[Excerpts from a dataset]
○ ○ ○ ○ ○ ○ ○

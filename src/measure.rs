//! Measures and solute families.
//!
//! Every value handled by the crate is a plain `f64` tagged with a
//! [`Measure`].  Intensive measures (density, ABV, Brix, fractions,
//! concentration) describe a solution; quantity measures (L, mL, US fl oz,
//! g, kg) describe how much of it there is.
//!
//! | Measure             | Unit      | Alcohol        | Sugar          |
//! |---------------------|-----------|----------------|----------------|
//! | `Density`           | g/mL      | 0.78816–0.998  | 0.998–1.5859   |
//! | `Abv`               | % v/v     | 0–100          | —              |
//! | `Brix`              | °Bx       | —              | 0–100          |
//! | `MassFraction`      | w/w       | 0–1            | 0–1            |
//! | `MassConcentration` | g/mL      | 0–0.78816      | 0–1.5859       |
//! | `VolumeFraction`    | v/v       | 0–1            | 0–1            |

use serde::{Deserialize, Serialize};
use std::fmt;

use crate::backend::{Table, data};

// ── Reference densities at 20 °C (g/mL) ─────────────────────────────

/// Pure water.
pub const DENSITY_WATER: f64 = 0.998;
/// Pure ethanol.
pub const DENSITY_ETHANOL: f64 = 0.78816;
/// Pure sucrose.
pub const DENSITY_SUCROSE: f64 = 1.5859;

/// Millilitres in one US fluid ounce.
pub const US_FL_OZ_ML: f64 = 29.5735295625;

// ────────────────────────────────────────────────────────────────────
//  Measure
// ────────────────────────────────────────────────────────────────────

/// A physical quantity or display unit.
#[derive(Debug, Clone, Copy, PartialEq, Eq, Hash, PartialOrd, Ord, Serialize, Deserialize)]
#[serde(rename_all = "snake_case")]
pub enum Measure {
    /// Density, g/mL
    Density,
    /// Alcohol by volume, % v/v
    #[serde(rename = "alcohol_by_volume")]
    Abv,
    /// Degrees Brix, % w/w sucrose
    Brix,
    /// Solute mass ÷ solution mass
    MassFraction,
    /// Solute mass ÷ solution volume, g/mL
    MassConcentration,
    /// Solute volume ÷ solution volume
    VolumeFraction,
    /// Litre
    #[serde(rename = "volume_liter")]
    Liter,
    /// Millilitre
    #[serde(rename = "volume_milliliter")]
    Milliliter,
    /// US fluid ounce
    #[serde(rename = "volume_ounce")]
    Ounce,
    /// Gram
    #[serde(rename = "mass_gram")]
    Gram,
    /// Kilogram
    #[serde(rename = "mass_kilogram")]
    Kilogram,
}

impl Measure {
    pub const ALL: [Measure; 11] = [
        Measure::Density,
        Measure::Abv,
        Measure::Brix,
        Measure::MassFraction,
        Measure::MassConcentration,
        Measure::VolumeFraction,
        Measure::Liter,
        Measure::Milliliter,
        Measure::Ounce,
        Measure::Gram,
        Measure::Kilogram,
    ];

    /// Symbolic key, also used to build message codes.
    pub fn key(self) -> &'static str {
        match self {
            Measure::Density => "density",
            Measure::Abv => "alcohol_by_volume",
            Measure::Brix => "brix",
            Measure::MassFraction => "mass_fraction",
            Measure::MassConcentration => "mass_concentration",
            Measure::VolumeFraction => "volume_fraction",
            Measure::Liter => "volume_liter",
            Measure::Milliliter => "volume_milliliter",
            Measure::Ounce => "volume_ounce",
            Measure::Gram => "mass_gram",
            Measure::Kilogram => "mass_kilogram",
        }
    }

    /// Millilitres per unit for volume units.
    pub fn milliliters(self) -> Option<f64> {
        match self {
            Measure::Liter => Some(1000.0),
            Measure::Milliliter => Some(1.0),
            Measure::Ounce => Some(US_FL_OZ_ML),
            _ => None,
        }
    }

    /// Grams per unit for mass units.
    pub fn grams(self) -> Option<f64> {
        match self {
            Measure::Gram => Some(1.0),
            Measure::Kilogram => Some(1000.0),
            _ => None,
        }
    }

    pub fn is_volume(self) -> bool {
        self.milliliters().is_some()
    }

    pub fn is_mass(self) -> bool {
        self.grams().is_some()
    }

    /// Extensive measure (how much), as opposed to an intensive property.
    pub fn is_quantity(self) -> bool {
        self.is_volume() || self.is_mass()
    }
}

impl fmt::Display for Measure {
    fn fmt(&self, f: &mut fmt::Formatter<'_>) -> fmt::Result {
        f.write_str(self.key())
    }
}

// ────────────────────────────────────────────────────────────────────
//  Family
// ────────────────────────────────────────────────────────────────────

/// Binary aqueous solution backed by a reference table.
#[derive(Debug, Clone, Copy, PartialEq, Eq, Hash, PartialOrd, Ord, Serialize, Deserialize)]
#[serde(rename_all = "lowercase")]
pub enum Family {
    /// Ethanol–water
    Alcohol,
    /// Sucrose–water
    Sugar,
}

impl Family {
    pub const ALL: [Family; 2] = [Family::Alcohol, Family::Sugar];

    /// Intensive measures this family can be expressed in.
    pub fn measures(self) -> &'static [Measure] {
        match self {
            Family::Alcohol => &[
                Measure::Density,
                Measure::Abv,
                Measure::MassFraction,
                Measure::MassConcentration,
                Measure::VolumeFraction,
            ],
            Family::Sugar => &[
                Measure::Density,
                Measure::Brix,
                Measure::MassFraction,
                Measure::MassConcentration,
                Measure::VolumeFraction,
            ],
        }
    }

    /// Density of the pure solute.
    pub fn solute_density(self) -> f64 {
        match self {
            Family::Alcohol => DENSITY_ETHANOL,
            Family::Sugar => DENSITY_SUCROSE,
        }
    }

    /// Reference table rows, sorted by ascending density.
    pub fn table(self) -> &'static Table {
        match self {
            Family::Alcohol => &data::ALCOHOL,
            Family::Sugar => &data::SUGAR,
        }
    }

    pub fn key(self) -> &'static str {
        match self {
            Family::Alcohol => "alcohol",
            Family::Sugar => "sugar",
        }
    }
}

impl fmt::Display for Family {
    fn fmt(&self, f: &mut fmt::Formatter<'_>) -> fmt::Result {
        f.write_str(self.key())
    }
}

○ ○ ○ ○ ○ ○ ○

The task: Find the lines above that contain the word "solution" and collect them.

Exercise response:
//! concentration) describe a solution; quantity measures (L, mL, US fl oz,
    /// Solute mass ÷ solution mass
    /// Solute mass ÷ solution volume, g/mL
    /// Solute volume ÷ solution volume
/// Binary aqueous solution backed by a reference table.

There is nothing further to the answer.